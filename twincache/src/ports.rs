use async_trait::async_trait;
use shared::config::BackendSpec;
use shared::{BackendResult, Result, TtlMs};
use std::sync::Arc;

// Ports are the pluggable extension points for the external cache stores

/// Port for creating backends from configuration
pub trait BackendFactory: Send + Sync + 'static {
    fn create_from_spec(&self, spec: &BackendSpec) -> Result<Arc<dyn CacheBackend>>;
}

/// Minimal capability set the coordinator needs from a cache store.
///
/// Implementations only translate to their wire protocol. `get` returns
/// `Ok(None)` for an absent key and reserves `Err` for communication
/// failures; `delete` of an absent key is `Ok`.
#[async_trait]
pub trait CacheBackend: Send + Sync + 'static {
    fn name(&self) -> &str;
    async fn get(&self, key: &str) -> BackendResult<Option<String>>;
    /// `None` uses the backend's configured default expiry
    async fn set(&self, key: &str, value: &str, ttl: Option<TtlMs>) -> BackendResult<()>;
    async fn delete(&self, key: &str) -> BackendResult<()>;
    async fn clear(&self) -> BackendResult<()>;
    async fn ping(&self) -> BackendResult<()>;
}
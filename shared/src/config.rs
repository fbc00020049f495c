use crate::{Error, Result};
use std::time::Duration;
use tracing::warn;

/// One entry of the ordered backend list. The first entry is the Primary.
#[derive(Clone, Debug, PartialEq, Eq)]
pub enum BackendSpec {
    Redis {
        url: String,
        default_ttl: Option<Duration>,
    },
    Memcached {
        addr: String,
        default_ttl: Option<Duration>,
        pool_size: usize,
    },
    Memory {
        max_entries: Option<u64>,
        default_ttl: Option<Duration>,
    },
}

impl BackendSpec {
    pub fn kind(&self) -> &'static str {
        match self {
            BackendSpec::Redis { .. } => "redis",
            BackendSpec::Memcached { .. } => "memcached",
            BackendSpec::Memory { .. } => "memory",
        }
    }
}

pub struct Config {
    pub host: String,
    pub http_port: u16,
    pub backends: Vec<BackendSpec>,
    pub backend_timeout: Option<Duration>,
    pub allowed_origins: Vec<String>,
}

impl Config {
    const DEFAULT_HOST: &'static str = "127.0.0.1";
    const DEFAULT_HTTP_PORT: u16 = 8080;
    const DEFAULT_BACKENDS: &'static str = "redis,memcached";
    const DEFAULT_REDIS_URL: &'static str = "redis://127.0.0.1:6379/0";
    const DEFAULT_MEMCACHED_ADDR: &'static str = "127.0.0.1:11211";
    const DEFAULT_MEMCACHED_POOL_SIZE: usize = 16;
    const DEFAULT_TTL_SECS: u64 = 60;
    const DEFAULT_BACKEND_TIMEOUT_MS: u64 = 2000;

    pub fn from_env() -> Result<Self> {
        Self::from_lookup(|name| std::env::var(name).ok())
    }

    /// Builds the config from an arbitrary variable source
    pub fn from_lookup<F>(lookup: F) -> Result<Self>
    where
        F: Fn(&str) -> Option<String>,
    {
        let host = lookup("TWIN_HOST").unwrap_or_else(|| Self::DEFAULT_HOST.to_string());
        let http_port = parse_or(&lookup, "TWIN_HTTP_PORT", Self::DEFAULT_HTTP_PORT);

        let timeout_ms = parse_or(
            &lookup,
            "TWIN_BACKEND_TIMEOUT_MS",
            Self::DEFAULT_BACKEND_TIMEOUT_MS,
        );
        let backend_timeout = (timeout_ms > 0).then(|| Duration::from_millis(timeout_ms));

        let kinds = lookup("TWIN_BACKENDS").unwrap_or_else(|| Self::DEFAULT_BACKENDS.to_string());
        let backends = kinds
            .split(',')
            .map(str::trim)
            .filter(|kind| !kind.is_empty())
            .map(|kind| Self::backend_spec(&lookup, kind))
            .collect::<Result<Vec<_>>>()?;

        if backends.is_empty() {
            return Err(Error::Config(
                "TWIN_BACKENDS must name at least one backend".to_string(),
            ));
        }

        Ok(Self {
            host,
            http_port,
            backends,
            backend_timeout,
            allowed_origins: lookup("TWIN_ALLOWED_ORIGINS")
                .unwrap_or_else(|| "*".to_string())
                .split(',')
                .map(|s| s.trim().to_string())
                .collect(),
        })
    }

    fn backend_spec<F>(lookup: &F, kind: &str) -> Result<BackendSpec>
    where
        F: Fn(&str) -> Option<String>,
    {
        match kind.to_lowercase().as_str() {
            "redis" => Ok(BackendSpec::Redis {
                url: lookup("TWIN_REDIS_URL")
                    .unwrap_or_else(|| Self::DEFAULT_REDIS_URL.to_string()),
                default_ttl: ttl_secs(lookup, "TWIN_REDIS_TTL_SECS"),
            }),
            "memcached" => Ok(BackendSpec::Memcached {
                addr: lookup("TWIN_MEMCACHED_ADDR")
                    .unwrap_or_else(|| Self::DEFAULT_MEMCACHED_ADDR.to_string()),
                default_ttl: ttl_secs(lookup, "TWIN_MEMCACHED_TTL_SECS"),
                pool_size: parse_or(
                    lookup,
                    "TWIN_MEMCACHED_POOL_SIZE",
                    Self::DEFAULT_MEMCACHED_POOL_SIZE,
                ),
            }),
            "memory" => Ok(BackendSpec::Memory {
                max_entries: lookup("TWIN_MEMORY_MAX_ENTRIES").and_then(|v| v.parse().ok()),
                default_ttl: ttl_secs(lookup, "TWIN_MEMORY_TTL_SECS"),
            }),
            other => Err(Error::Config(format!(
                "unknown backend kind '{}'. Must be 'redis', 'memcached', or 'memory'",
                other
            ))),
        }
    }

    pub fn bind_addr(&self) -> String {
        format!("{}:{}", self.host, self.http_port)
    }
}

fn parse_or<F, T>(lookup: &F, name: &str, default: T) -> T
where
    F: Fn(&str) -> Option<String>,
    T: std::str::FromStr + Copy,
{
    match lookup(name) {
        Some(raw) => raw.trim().parse().unwrap_or_else(|_| {
            warn!("{} has unparsable value '{}', using default", name, raw);
            default
        }),
        None => default,
    }
}

// 0 disables the default expiry
fn ttl_secs<F>(lookup: &F, name: &str) -> Option<Duration>
where
    F: Fn(&str) -> Option<String>,
{
    let secs = parse_or(lookup, name, Config::DEFAULT_TTL_SECS);
    (secs > 0).then(|| Duration::from_secs(secs))
}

=====

→ **Activity**
Retype each line of the data exactly as it reads.

→ **Answer to this exercise**
filename twincache/src/ports.rs
use async_trait::async_trait;
use shared::config::BackendSpec;
use shared::{BackendResult, Result, TtlMs};
use std::sync::Arc;

// Ports are the pluggable extension points for the external cache stores

/// Port for creating backends from configuration
pub trait BackendFactory: Send + Sync + 'static {
    fn create_from_spec(&self, spec: &BackendSpec) -> Result<Arc<dyn CacheBackend>>;
}

/// Minimal capability set the coordinator needs from a cache store.
///
/// Implementations only translate to their wire protocol. `get` returns
/// `Ok(None)` for an absent key and reserves `Err` for communication
/// failures; `delete` of an absent key is `Ok`.
#[async_trait]
pub trait CacheBackend: Send + Sync + 'static {
    fn name(&self) -> &str;
    async fn get(&self, key: &str) -> BackendResult<Option<String>>;
    /// `None` uses the backend's configured default expiry
    async fn set(&self, key: &str, value: &str, ttl: Option<TtlMs>) -> BackendResult<()>;
    async fn delete(&self, key: &str) -> BackendResult<()>;
    async fn clear(&self) -> BackendResult<()>;
    async fn ping(&self) -> BackendResult<()>;
}
filename shared/src/config.rs
repository fbc00020049f495c
use crate::{Error, Result};
use std::time::Duration;
use tracing::warn;

/// One entry of the ordered backend list. The first entry is the Primary.
#[derive(Clone, Debug, PartialEq, Eq)]
pub enum BackendSpec {
    Redis {
        url: String,
        default_ttl: Option<Duration>,
    },
    Memcached {
        addr: String,
        default_ttl: Option<Duration>,
        pool_size: usize,
    },
    Memory {
        max_entries: Option<u64>,
        default_ttl: Option<Duration>,
    },
}

impl BackendSpec {
    pub fn kind(&self) -> &'static str {
        match self {
            BackendSpec::Redis { .. } => "redis",
            BackendSpec::Memcached { .. } => "memcached",
            BackendSpec::Memory { .. } => "memory",
        }
    }
}

pub struct Config {
    pub host: String,
    pub http_port: u16,
    pub backends: Vec<BackendSpec>,
    pub backend_timeout: Option<Duration>,
    pub allowed_origins: Vec<String>,
}

impl Config {
    const DEFAULT_HOST: &'static str = "127.0.0.1";
    const DEFAULT_HTTP_PORT: u16 = 8080;
    const DEFAULT_BACKENDS: &'static str = "redis,memcached";
    const DEFAULT_REDIS_URL: &'static str = "redis://127.0.0.1:6379/0";
    const DEFAULT_MEMCACHED_ADDR: &'static str = "127.0.0.1:11211";
    const DEFAULT_MEMCACHED_POOL_SIZE: usize = 16;
    const DEFAULT_TTL_SECS: u64 = 60;
    const DEFAULT_BACKEND_TIMEOUT_MS: u64 = 2000;

    pub fn from_env() -> Result<Self> {
        Self::from_lookup(|name| std::env::var(name).ok())
    }

    /// Builds the config from an arbitrary variable source
    pub fn from_lookup<F>(lookup: F) -> Result<Self>
    where
        F: Fn(&str) -> Option<String>,
    {
        let host = lookup("TWIN_HOST").unwrap_or_else(|| Self::DEFAULT_HOST.to_string());
        let http_port = parse_or(&lookup, "TWIN_HTTP_PORT", Self::DEFAULT_HTTP_PORT);

        let timeout_ms = parse_or(
            &lookup,
            "TWIN_BACKEND_TIMEOUT_MS",
            Self::DEFAULT_BACKEND_TIMEOUT_MS,
        );
        let backend_timeout = (timeout_ms > 0).then(|| Duration::from_millis(timeout_ms));

        let kinds = lookup("TWIN_BACKENDS").unwrap_or_else(|| Self::DEFAULT_BACKENDS.to_string());
        let backends = kinds
            .split(',')
            .map(str::trim)
            .filter(|kind| !kind.is_empty())
            .map(|kind| Self::backend_spec(&lookup, kind))
            .collect::<Result<Vec<_>>>()?;

        if backends.is_empty() {
            return Err(Error::Config(
                "TWIN_BACKENDS must name at least one backend".to_string(),
            ));
        }

        Ok(Self {
            host,
            http_port,
            backends,
            backend_timeout,
            allowed_origins: lookup("TWIN_ALLOWED_ORIGINS")
                .unwrap_or_else(|| "*".to_string())
                .split(',')
                .map(|s| s.trim().to_string())
                .collect(),
        })
    }

    fn backend_spec<F>(lookup: &F, kind: &str) -> Result<BackendSpec>
    where
        F: Fn(&str) -> Option<String>,
    {
        match kind.to_lowercase().as_str() {
            "redis" => Ok(BackendSpec::Redis {
                url: lookup("TWIN_REDIS_URL")
                    .unwrap_or_else(|| Self::DEFAULT_REDIS_URL.to_string()),
                default_ttl: ttl_secs(lookup, "TWIN_REDIS_TTL_SECS"),
            }),
            "memcached" => Ok(BackendSpec::Memcached {
                addr: lookup("TWIN_MEMCACHED_ADDR")
                    .unwrap_or_else(|| Self::DEFAULT_MEMCACHED_ADDR.to_string()),
                default_ttl: ttl_secs(lookup, "TWIN_MEMCACHED_TTL_SECS"),
                pool_size: parse_or(
                    lookup,
                    "TWIN_MEMCACHED_POOL_SIZE",
                    Self::DEFAULT_MEMCACHED_POOL_SIZE,
                ),
            }),
            "memory" => Ok(BackendSpec::Memory {
                max_entries: lookup("TWIN_MEMORY_MAX_ENTRIES").and_then(|v| v.parse().ok()),
                default_ttl: ttl_secs(lookup, "TWIN_MEMORY_TTL_SECS"),
            }),
            other => Err(Error::Config(format!(
                "unknown backend kind '{}'. Must be 'redis', 'memcached', or 'memory'",
                other
            ))),
        }
    }

    pub fn bind_addr(&self) -> String {
        format!("{}:{}", self.host, self.http_port)
    }
}

fn parse_or<F, T>(lookup: &F, name: &str, default: T) -> T
where
    F: Fn(&str) -> Option<String>,
    T: std::str::FromStr + Copy,
{
    match lookup(name) {
        Some(raw) => raw.trim().parse().unwrap_or_else(|_| {
            warn!("{} has unparsable value '{}', using default", name, raw);
            default
        }),
        None => default,
    }
}

// 0 disables the default expiry
fn ttl_secs<F>(lookup: &F, name: &str) -> Option<Duration>
where
    F: Fn(&str) -> Option<String>,
{
    let secs = parse_or(lookup, name, Config::DEFAULT_TTL_SECS);
    (secs > 0).then(|| Duration::from_secs(secs))
}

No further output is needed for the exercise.